- _What the exercise asks_: An exact copy of every record is the expected answer.

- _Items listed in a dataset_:
--------
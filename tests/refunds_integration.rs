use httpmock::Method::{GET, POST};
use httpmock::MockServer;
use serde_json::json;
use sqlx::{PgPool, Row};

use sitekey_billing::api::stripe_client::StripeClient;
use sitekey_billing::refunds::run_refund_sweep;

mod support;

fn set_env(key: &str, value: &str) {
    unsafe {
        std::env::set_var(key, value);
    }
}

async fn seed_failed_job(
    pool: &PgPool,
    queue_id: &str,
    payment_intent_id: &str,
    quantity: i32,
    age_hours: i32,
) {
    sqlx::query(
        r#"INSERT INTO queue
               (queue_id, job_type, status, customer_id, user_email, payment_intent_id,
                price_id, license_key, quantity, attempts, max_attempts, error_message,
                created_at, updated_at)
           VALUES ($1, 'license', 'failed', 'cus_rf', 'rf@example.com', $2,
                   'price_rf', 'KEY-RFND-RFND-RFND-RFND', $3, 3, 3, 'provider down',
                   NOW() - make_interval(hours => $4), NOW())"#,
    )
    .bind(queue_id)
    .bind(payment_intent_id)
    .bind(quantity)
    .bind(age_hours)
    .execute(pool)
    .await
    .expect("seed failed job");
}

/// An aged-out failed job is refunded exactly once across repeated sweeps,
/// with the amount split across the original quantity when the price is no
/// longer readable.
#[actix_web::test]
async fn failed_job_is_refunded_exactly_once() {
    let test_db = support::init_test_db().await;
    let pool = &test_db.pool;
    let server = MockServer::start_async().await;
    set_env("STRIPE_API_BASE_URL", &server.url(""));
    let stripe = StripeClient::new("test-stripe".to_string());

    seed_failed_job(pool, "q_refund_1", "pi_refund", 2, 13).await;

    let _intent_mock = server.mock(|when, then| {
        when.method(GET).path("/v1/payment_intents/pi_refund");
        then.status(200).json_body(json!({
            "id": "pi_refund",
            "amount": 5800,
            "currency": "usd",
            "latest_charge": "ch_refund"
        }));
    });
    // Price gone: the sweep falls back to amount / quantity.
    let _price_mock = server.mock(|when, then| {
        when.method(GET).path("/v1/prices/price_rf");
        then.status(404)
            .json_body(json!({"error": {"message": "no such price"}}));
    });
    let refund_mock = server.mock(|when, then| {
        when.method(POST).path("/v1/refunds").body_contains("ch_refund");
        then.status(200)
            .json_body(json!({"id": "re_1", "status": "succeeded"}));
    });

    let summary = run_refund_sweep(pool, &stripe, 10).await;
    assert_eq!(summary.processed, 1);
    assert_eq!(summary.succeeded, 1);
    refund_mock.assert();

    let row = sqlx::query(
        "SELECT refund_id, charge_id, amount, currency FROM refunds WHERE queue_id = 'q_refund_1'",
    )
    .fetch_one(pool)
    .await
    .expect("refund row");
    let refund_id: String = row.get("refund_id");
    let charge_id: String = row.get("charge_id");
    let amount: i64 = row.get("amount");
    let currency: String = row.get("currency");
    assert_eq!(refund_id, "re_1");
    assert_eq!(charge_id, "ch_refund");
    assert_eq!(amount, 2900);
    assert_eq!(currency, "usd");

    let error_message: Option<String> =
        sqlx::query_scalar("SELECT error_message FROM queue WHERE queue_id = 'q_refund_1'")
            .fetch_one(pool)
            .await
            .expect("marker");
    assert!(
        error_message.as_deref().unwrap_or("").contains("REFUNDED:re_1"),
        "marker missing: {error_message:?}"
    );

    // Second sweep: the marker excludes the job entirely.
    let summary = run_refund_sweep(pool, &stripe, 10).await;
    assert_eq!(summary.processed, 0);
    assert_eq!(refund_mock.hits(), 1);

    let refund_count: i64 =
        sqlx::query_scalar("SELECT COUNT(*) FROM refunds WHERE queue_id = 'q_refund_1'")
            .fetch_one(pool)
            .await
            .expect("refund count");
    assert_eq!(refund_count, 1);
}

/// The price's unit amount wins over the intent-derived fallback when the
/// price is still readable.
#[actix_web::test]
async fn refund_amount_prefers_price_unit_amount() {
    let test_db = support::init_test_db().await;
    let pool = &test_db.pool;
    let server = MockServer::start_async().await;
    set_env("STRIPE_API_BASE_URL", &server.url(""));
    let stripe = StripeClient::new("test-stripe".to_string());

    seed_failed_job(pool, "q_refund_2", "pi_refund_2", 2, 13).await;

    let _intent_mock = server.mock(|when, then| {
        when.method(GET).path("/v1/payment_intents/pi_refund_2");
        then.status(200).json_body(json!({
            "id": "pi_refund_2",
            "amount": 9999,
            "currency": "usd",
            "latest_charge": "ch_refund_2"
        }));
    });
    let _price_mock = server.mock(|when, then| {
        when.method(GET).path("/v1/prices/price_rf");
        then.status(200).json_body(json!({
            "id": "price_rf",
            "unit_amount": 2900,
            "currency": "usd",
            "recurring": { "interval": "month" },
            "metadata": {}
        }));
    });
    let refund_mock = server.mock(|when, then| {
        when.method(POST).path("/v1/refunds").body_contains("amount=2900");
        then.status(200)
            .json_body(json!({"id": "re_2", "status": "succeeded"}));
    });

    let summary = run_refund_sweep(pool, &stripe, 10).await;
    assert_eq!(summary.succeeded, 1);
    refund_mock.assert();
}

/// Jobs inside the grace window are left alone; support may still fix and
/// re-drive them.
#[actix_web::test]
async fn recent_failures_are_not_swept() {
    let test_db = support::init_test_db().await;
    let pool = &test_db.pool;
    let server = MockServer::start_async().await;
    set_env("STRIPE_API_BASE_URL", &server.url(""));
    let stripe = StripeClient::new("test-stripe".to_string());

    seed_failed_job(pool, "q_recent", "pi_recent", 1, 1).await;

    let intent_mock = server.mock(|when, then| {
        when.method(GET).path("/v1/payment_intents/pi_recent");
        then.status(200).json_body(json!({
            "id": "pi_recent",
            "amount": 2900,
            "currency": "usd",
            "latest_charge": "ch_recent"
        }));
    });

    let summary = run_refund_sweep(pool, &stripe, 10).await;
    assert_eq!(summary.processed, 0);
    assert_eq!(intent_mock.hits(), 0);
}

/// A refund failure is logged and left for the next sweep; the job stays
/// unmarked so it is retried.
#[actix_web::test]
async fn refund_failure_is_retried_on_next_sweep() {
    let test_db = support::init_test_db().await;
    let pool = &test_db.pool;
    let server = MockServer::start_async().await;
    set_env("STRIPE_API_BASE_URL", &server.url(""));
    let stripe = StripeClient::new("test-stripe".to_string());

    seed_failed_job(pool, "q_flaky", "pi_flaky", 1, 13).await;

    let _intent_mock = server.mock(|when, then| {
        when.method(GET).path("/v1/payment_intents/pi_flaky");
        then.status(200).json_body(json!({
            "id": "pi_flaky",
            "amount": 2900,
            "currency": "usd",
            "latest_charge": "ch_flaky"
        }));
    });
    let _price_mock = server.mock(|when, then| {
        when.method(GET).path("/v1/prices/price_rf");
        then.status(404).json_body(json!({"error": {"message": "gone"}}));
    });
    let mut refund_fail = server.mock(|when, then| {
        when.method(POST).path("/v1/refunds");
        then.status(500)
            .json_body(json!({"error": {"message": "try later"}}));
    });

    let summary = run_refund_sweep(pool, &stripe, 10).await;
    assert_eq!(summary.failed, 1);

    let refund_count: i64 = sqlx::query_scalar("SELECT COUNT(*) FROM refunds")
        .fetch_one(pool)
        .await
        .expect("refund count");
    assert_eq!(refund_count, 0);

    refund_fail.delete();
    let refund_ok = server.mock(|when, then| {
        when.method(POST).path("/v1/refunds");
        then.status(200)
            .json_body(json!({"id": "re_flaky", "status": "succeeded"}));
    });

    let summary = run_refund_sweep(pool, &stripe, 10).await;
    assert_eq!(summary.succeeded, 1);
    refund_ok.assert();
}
--------
- _Solution to this problem_:
filename tests/refunds_integration.rs
use httpmock::Method::{GET, POST};
use httpmock::MockServer;
use serde_json::json;
use sqlx::{PgPool, Row};

use sitekey_billing::api::stripe_client::StripeClient;
use sitekey_billing::refunds::run_refund_sweep;

mod support;

fn set_env(key: &str, value: &str) {
    unsafe {
        std::env::set_var(key, value);
    }
}

async fn seed_failed_job(
    pool: &PgPool,
    queue_id: &str,
    payment_intent_id: &str,
    quantity: i32,
    age_hours: i32,
) {
    sqlx::query(
        r#"INSERT INTO queue
               (queue_id, job_type, status, customer_id, user_email, payment_intent_id,
                price_id, license_key, quantity, attempts, max_attempts, error_message,
                created_at, updated_at)
           VALUES ($1, 'license', 'failed', 'cus_rf', 'rf@example.com', $2,
                   'price_rf', 'KEY-RFND-RFND-RFND-RFND', $3, 3, 3, 'provider down',
                   NOW() - make_interval(hours => $4), NOW())"#,
    )
    .bind(queue_id)
    .bind(payment_intent_id)
    .bind(quantity)
    .bind(age_hours)
    .execute(pool)
    .await
    .expect("seed failed job");
}

/// An aged-out failed job is refunded exactly once across repeated sweeps,
/// with the amount split across the original quantity when the price is no
/// longer readable.
#[actix_web::test]
async fn failed_job_is_refunded_exactly_once() {
    let test_db = support::init_test_db().await;
    let pool = &test_db.pool;
    let server = MockServer::start_async().await;
    set_env("STRIPE_API_BASE_URL", &server.url(""));
    let stripe = StripeClient::new("test-stripe".to_string());

    seed_failed_job(pool, "q_refund_1", "pi_refund", 2, 13).await;

    let _intent_mock = server.mock(|when, then| {
        when.method(GET).path("/v1/payment_intents/pi_refund");
        then.status(200).json_body(json!({
            "id": "pi_refund",
            "amount": 5800,
            "currency": "usd",
            "latest_charge": "ch_refund"
        }));
    });
    // Price gone: the sweep falls back to amount / quantity.
    let _price_mock = server.mock(|when, then| {
        when.method(GET).path("/v1/prices/price_rf");
        then.status(404)
            .json_body(json!({"error": {"message": "no such price"}}));
    });
    let refund_mock = server.mock(|when, then| {
        when.method(POST).path("/v1/refunds").body_contains("ch_refund");
        then.status(200)
            .json_body(json!({"id": "re_1", "status": "succeeded"}));
    });

    let summary = run_refund_sweep(pool, &stripe, 10).await;
    assert_eq!(summary.processed, 1);
    assert_eq!(summary.succeeded, 1);
    refund_mock.assert();

    let row = sqlx::query(
        "SELECT refund_id, charge_id, amount, currency FROM refunds WHERE queue_id = 'q_refund_1'",
    )
    .fetch_one(pool)
    .await
    .expect("refund row");
    let refund_id: String = row.get("refund_id");
    let charge_id: String = row.get("charge_id");
    let amount: i64 = row.get("amount");
    let currency: String = row.get("currency");
    assert_eq!(refund_id, "re_1");
    assert_eq!(charge_id, "ch_refund");
    assert_eq!(amount, 2900);
    assert_eq!(currency, "usd");

    let error_message: Option<String> =
        sqlx::query_scalar("SELECT error_message FROM queue WHERE queue_id = 'q_refund_1'")
            .fetch_one(pool)
            .await
            .expect("marker");
    assert!(
        error_message.as_deref().unwrap_or("").contains("REFUNDED:re_1"),
        "marker missing: {error_message:?}"
    );

    // Second sweep: the marker excludes the job entirely.
    let summary = run_refund_sweep(pool, &stripe, 10).await;
    assert_eq!(summary.processed, 0);
    assert_eq!(refund_mock.hits(), 1);

    let refund_count: i64 =
        sqlx::query_scalar("SELECT COUNT(*) FROM refunds WHERE queue_id = 'q_refund_1'")
            .fetch_one(pool)
            .await
            .expect("refund count");
    assert_eq!(refund_count, 1);
}

/// The price's unit amount wins over the intent-derived fallback when the
/// price is still readable.
#[actix_web::test]
async fn refund_amount_prefers_price_unit_amount() {
    let test_db = support::init_test_db().await;
    let pool = &test_db.pool;
    let server = MockServer::start_async().await;
    set_env("STRIPE_API_BASE_URL", &server.url(""));
    let stripe = StripeClient::new("test-stripe".to_string());

    seed_failed_job(pool, "q_refund_2", "pi_refund_2", 2, 13).await;

    let _intent_mock = server.mock(|when, then| {
        when.method(GET).path("/v1/payment_intents/pi_refund_2");
        then.status(200).json_body(json!({
            "id": "pi_refund_2",
            "amount": 9999,
            "currency": "usd",
            "latest_charge": "ch_refund_2"
        }));
    });
    let _price_mock = server.mock(|when, then| {
        when.method(GET).path("/v1/prices/price_rf");
        then.status(200).json_body(json!({
            "id": "price_rf",
            "unit_amount": 2900,
            "currency": "usd",
            "recurring": { "interval": "month" },
            "metadata": {}
        }));
    });
    let refund_mock = server.mock(|when, then| {
        when.method(POST).path("/v1/refunds").body_contains("amount=2900");
        then.status(200)
            .json_body(json!({"id": "re_2", "status": "succeeded"}));
    });

    let summary = run_refund_sweep(pool, &stripe, 10).await;
    assert_eq!(summary.succeeded, 1);
    refund_mock.assert();
}

/// Jobs inside the grace window are left alone; support may still fix and
/// re-drive them.
#[actix_web::test]
async fn recent_failures_are_not_swept() {
    let test_db = support::init_test_db().await;
    let pool = &test_db.pool;
    let server = MockServer::start_async().await;
    set_env("STRIPE_API_BASE_URL", &server.url(""));
    let stripe = StripeClient::new("test-stripe".to_string());

    seed_failed_job(pool, "q_recent", "pi_recent", 1, 1).await;

    let intent_mock = server.mock(|when, then| {
        when.method(GET).path("/v1/payment_intents/pi_recent");
        then.status(200).json_body(json!({
            "id": "pi_recent",
            "amount": 2900,
            "currency": "usd",
            "latest_charge": "ch_recent"
        }));
    });

    let summary = run_refund_sweep(pool, &stripe, 10).await;
    assert_eq!(summary.processed, 0);
    assert_eq!(intent_mock.hits(), 0);
}

/// A refund failure is logged and left for the next sweep; the job stays
/// unmarked so it is retried.
#[actix_web::test]
async fn refund_failure_is_retried_on_next_sweep() {
    let test_db = support::init_test_db().await;
    let pool = &test_db.pool;
    let server = MockServer::start_async().await;
    set_env("STRIPE_API_BASE_URL", &server.url(""));
    let stripe = StripeClient::new("test-stripe".to_string());

    seed_failed_job(pool, "q_flaky", "pi_flaky", 1, 13).await;

    let _intent_mock = server.mock(|when, then| {
        when.method(GET).path("/v1/payment_intents/pi_flaky");
        then.status(200).json_body(json!({
            "id": "pi_flaky",
            "amount": 2900,
            "currency": "usd",
            "latest_charge": "ch_flaky"
        }));
    });
    let _price_mock = server.mock(|when, then| {
        when.method(GET).path("/v1/prices/price_rf");
        then.status(404).json_body(json!({"error": {"message": "gone"}}));
    });
    let mut refund_fail = server.mock(|when, then| {
        when.method(POST).path("/v1/refunds");
        then.status(500)
            .json_body(json!({"error": {"message": "try later"}}));
    });

    let summary = run_refund_sweep(pool, &stripe, 10).await;
    assert_eq!(summary.failed, 1);

    let refund_count: i64 = sqlx::query_scalar("SELECT COUNT(*) FROM refunds")
        .fetch_one(pool)
        .await
        .expect("refund count");
    assert_eq!(refund_count, 0);

    refund_fail.delete();
    let refund_ok = server.mock(|when, then| {
        when.method(POST).path("/v1/refunds");
        then.status(200)
            .json_body(json!({"id": "re_flaky", "status": "succeeded"}));
    });

    let summary = run_refund_sweep(pool, &stripe, 10).await;
    assert_eq!(summary.succeeded, 1);
    refund_ok.assert();
}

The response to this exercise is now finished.